Una de las más hermosas sinfonías de la vieja Europa. Violines y violas polacos tejen la tela sonora sobre la que dibuja arabescos un clarinete balcánico hasta arrancar los pasos de un tango centroeuropeo. Sobre la resonancia de la cuerda entran tres voces femeninas búlgaras que rompen los 'bombazos' de un señor de negro y aires de guerrero mongol. Es Ognjen Radivojevic, que se levanta para dirigir al solemne coro masculino serbio. Por la izquierda irrumpen los siete cíngaros de la banda de bodas y funerales, tocando con alevosía sus instrumentos de metal, mientras por la derecha se cuela discretamente Goran Bregovic, de lino blanco. Con esos elementos dispares, y aparentemente contradictorios, Bregovic, que no deja de mirar entre maravillado y divertido a sus acompañantes -treinta y ocho en escena-, está creando una de las músicas más arrebatadoras del continente. Música que trata de los dos asuntos trascendentes: amor y muerte.

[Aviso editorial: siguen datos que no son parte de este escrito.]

//! Operator and interlock control of the HV crate and the PDU.
//!
//! - [`command`]: request, scope and outcome types
//! - [`dispatcher`]: validation and hand-off to the owning poller task

pub mod command;
pub mod dispatcher;

pub use command::{CommandAction, CommandOutcome, CommandRequest, Scope, Setpoints};
pub use dispatcher::{CommandDispatcher, CommandSink, ControlLayout, DEFAULT_REPLY_TIMEOUT};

El suyo es un excitante funambulismo, que no depende de estrategias mediáticas ni intereses coyunturales, entre el clasicismo y la verbena, lo contemporáneo y lo popular, la partitura sacra a lo Pärt o Gorécki y la bullanguera fanfarria de los cíngaros. Parte de la tradición sin por ello hacer música tradicional. Casi tres horas de música intensa, colorista, vigorosa, apasionada, exótica, fascinante.